▶ _What to produce_: Please transcribe the following records in full, exactly as given.

▶ _Data provided_:
◆ ◆ ◆ ◆ ◆ ◆ ◆

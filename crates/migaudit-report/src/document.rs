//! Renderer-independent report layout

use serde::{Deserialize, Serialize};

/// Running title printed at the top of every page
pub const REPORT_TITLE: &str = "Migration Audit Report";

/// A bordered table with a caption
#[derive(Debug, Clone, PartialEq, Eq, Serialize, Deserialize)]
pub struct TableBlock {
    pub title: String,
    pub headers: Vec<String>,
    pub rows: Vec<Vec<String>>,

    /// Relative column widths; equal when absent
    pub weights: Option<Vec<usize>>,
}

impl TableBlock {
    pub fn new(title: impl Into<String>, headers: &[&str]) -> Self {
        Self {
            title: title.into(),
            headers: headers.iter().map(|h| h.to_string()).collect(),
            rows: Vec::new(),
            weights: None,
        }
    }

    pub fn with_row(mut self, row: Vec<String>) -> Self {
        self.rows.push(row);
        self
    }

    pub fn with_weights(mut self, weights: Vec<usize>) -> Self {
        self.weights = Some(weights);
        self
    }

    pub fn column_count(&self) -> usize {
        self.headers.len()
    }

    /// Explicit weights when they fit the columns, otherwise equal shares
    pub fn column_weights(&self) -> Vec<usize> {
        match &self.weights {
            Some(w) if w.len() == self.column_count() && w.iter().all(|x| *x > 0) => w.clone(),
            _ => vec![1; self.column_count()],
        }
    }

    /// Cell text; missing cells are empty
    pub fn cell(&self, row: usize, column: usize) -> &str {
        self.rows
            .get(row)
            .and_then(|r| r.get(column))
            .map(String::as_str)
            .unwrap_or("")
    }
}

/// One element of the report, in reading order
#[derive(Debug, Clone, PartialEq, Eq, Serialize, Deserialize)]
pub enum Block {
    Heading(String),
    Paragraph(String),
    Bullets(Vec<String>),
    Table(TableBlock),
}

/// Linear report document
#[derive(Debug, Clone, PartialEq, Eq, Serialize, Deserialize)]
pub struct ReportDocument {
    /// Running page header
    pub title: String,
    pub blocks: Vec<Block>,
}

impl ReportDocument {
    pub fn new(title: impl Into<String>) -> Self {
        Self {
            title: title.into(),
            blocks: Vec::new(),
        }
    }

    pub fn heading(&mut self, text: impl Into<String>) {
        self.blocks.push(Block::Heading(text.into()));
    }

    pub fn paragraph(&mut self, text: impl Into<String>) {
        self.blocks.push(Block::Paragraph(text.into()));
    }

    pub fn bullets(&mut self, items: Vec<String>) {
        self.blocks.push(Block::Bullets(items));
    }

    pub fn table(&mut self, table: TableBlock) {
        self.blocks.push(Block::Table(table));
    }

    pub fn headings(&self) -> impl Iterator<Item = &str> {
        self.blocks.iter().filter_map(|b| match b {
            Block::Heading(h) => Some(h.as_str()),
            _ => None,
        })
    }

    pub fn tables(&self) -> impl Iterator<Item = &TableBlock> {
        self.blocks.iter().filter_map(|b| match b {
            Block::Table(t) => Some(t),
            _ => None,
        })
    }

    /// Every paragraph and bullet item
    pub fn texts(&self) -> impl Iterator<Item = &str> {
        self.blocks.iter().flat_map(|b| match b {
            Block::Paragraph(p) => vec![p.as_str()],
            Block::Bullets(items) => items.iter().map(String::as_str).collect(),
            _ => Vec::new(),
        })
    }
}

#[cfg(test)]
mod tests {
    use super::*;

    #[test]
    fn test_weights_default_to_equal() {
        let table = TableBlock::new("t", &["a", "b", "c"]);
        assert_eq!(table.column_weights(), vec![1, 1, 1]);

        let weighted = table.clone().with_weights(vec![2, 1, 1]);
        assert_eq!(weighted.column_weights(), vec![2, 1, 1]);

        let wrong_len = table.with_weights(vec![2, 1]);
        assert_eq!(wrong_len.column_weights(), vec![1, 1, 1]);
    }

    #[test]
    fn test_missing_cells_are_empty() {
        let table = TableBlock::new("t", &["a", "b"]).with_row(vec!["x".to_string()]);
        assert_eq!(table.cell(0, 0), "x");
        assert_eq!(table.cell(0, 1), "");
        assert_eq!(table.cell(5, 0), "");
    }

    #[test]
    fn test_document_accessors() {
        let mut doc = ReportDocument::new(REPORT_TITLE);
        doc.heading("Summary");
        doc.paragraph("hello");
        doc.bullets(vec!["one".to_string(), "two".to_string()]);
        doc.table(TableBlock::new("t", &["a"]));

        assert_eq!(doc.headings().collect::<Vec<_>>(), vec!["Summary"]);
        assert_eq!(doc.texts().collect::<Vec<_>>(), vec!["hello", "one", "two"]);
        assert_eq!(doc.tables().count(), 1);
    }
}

◆ ◆ ◆ ◆ ◆ ◆ ◆

▶ _Answer box_:
filename crates/migaudit-report/src/document.rs
//! Renderer-independent report layout

use serde::{Deserialize, Serialize};

/// Running title printed at the top of every page
pub const REPORT_TITLE: &str = "Migration Audit Report";

/// A bordered table with a caption
#[derive(Debug, Clone, PartialEq, Eq, Serialize, Deserialize)]
pub struct TableBlock {
    pub title: String,
    pub headers: Vec<String>,
    pub rows: Vec<Vec<String>>,

    /// Relative column widths; equal when absent
    pub weights: Option<Vec<usize>>,
}

impl TableBlock {
    pub fn new(title: impl Into<String>, headers: &[&str]) -> Self {
        Self {
            title: title.into(),
            headers: headers.iter().map(|h| h.to_string()).collect(),
            rows: Vec::new(),
            weights: None,
        }
    }

    pub fn with_row(mut self, row: Vec<String>) -> Self {
        self.rows.push(row);
        self
    }

    pub fn with_weights(mut self, weights: Vec<usize>) -> Self {
        self.weights = Some(weights);
        self
    }

    pub fn column_count(&self) -> usize {
        self.headers.len()
    }

    /// Explicit weights when they fit the columns, otherwise equal shares
    pub fn column_weights(&self) -> Vec<usize> {
        match &self.weights {
            Some(w) if w.len() == self.column_count() && w.iter().all(|x| *x > 0) => w.clone(),
            _ => vec![1; self.column_count()],
        }
    }

    /// Cell text; missing cells are empty
    pub fn cell(&self, row: usize, column: usize) -> &str {
        self.rows
            .get(row)
            .and_then(|r| r.get(column))
            .map(String::as_str)
            .unwrap_or("")
    }
}

/// One element of the report, in reading order
#[derive(Debug, Clone, PartialEq, Eq, Serialize, Deserialize)]
pub enum Block {
    Heading(String),
    Paragraph(String),
    Bullets(Vec<String>),
    Table(TableBlock),
}

/// Linear report document
#[derive(Debug, Clone, PartialEq, Eq, Serialize, Deserialize)]
pub struct ReportDocument {
    /// Running page header
    pub title: String,
    pub blocks: Vec<Block>,
}

impl ReportDocument {
    pub fn new(title: impl Into<String>) -> Self {
        Self {
            title: title.into(),
            blocks: Vec::new(),
        }
    }

    pub fn heading(&mut self, text: impl Into<String>) {
        self.blocks.push(Block::Heading(text.into()));
    }

    pub fn paragraph(&mut self, text: impl Into<String>) {
        self.blocks.push(Block::Paragraph(text.into()));
    }

    pub fn bullets(&mut self, items: Vec<String>) {
        self.blocks.push(Block::Bullets(items));
    }

    pub fn table(&mut self, table: TableBlock) {
        self.blocks.push(Block::Table(table));
    }

    pub fn headings(&self) -> impl Iterator<Item = &str> {
        self.blocks.iter().filter_map(|b| match b {
            Block::Heading(h) => Some(h.as_str()),
            _ => None,
        })
    }

    pub fn tables(&self) -> impl Iterator<Item = &TableBlock> {
        self.blocks.iter().filter_map(|b| match b {
            Block::Table(t) => Some(t),
            _ => None,
        })
    }

    /// Every paragraph and bullet item
    pub fn texts(&self) -> impl Iterator<Item = &str> {
        self.blocks.iter().flat_map(|b| match b {
            Block::Paragraph(p) => vec![p.as_str()],
            Block::Bullets(items) => items.iter().map(String::as_str).collect(),
            _ => Vec::new(),
        })
    }
}

#[cfg(test)]
mod tests {
    use super::*;

    #[test]
    fn test_weights_default_to_equal() {
        let table = TableBlock::new("t", &["a", "b", "c"]);
        assert_eq!(table.column_weights(), vec![1, 1, 1]);

        let weighted = table.clone().with_weights(vec![2, 1, 1]);
        assert_eq!(weighted.column_weights(), vec![2, 1, 1]);

        let wrong_len = table.with_weights(vec![2, 1]);
        assert_eq!(wrong_len.column_weights(), vec![1, 1, 1]);
    }

    #[test]
    fn test_missing_cells_are_empty() {
        let table = TableBlock::new("t", &["a", "b"]).with_row(vec!["x".to_string()]);
        assert_eq!(table.cell(0, 0), "x");
        assert_eq!(table.cell(0, 1), "");
        assert_eq!(table.cell(5, 0), "");
    }

    #[test]
    fn test_document_accessors() {
        let mut doc = ReportDocument::new(REPORT_TITLE);
        doc.heading("Summary");
        doc.paragraph("hello");
        doc.bullets(vec!["one".to_string(), "two".to_string()]);
        doc.table(TableBlock::new("t", &["a"]));

        assert_eq!(doc.headings().collect::<Vec<_>>(), vec!["Summary"]);
        assert_eq!(doc.texts().collect::<Vec<_>>(), vec!["hello", "one", "two"]);
        assert_eq!(doc.tables().count(), 1);
    }
}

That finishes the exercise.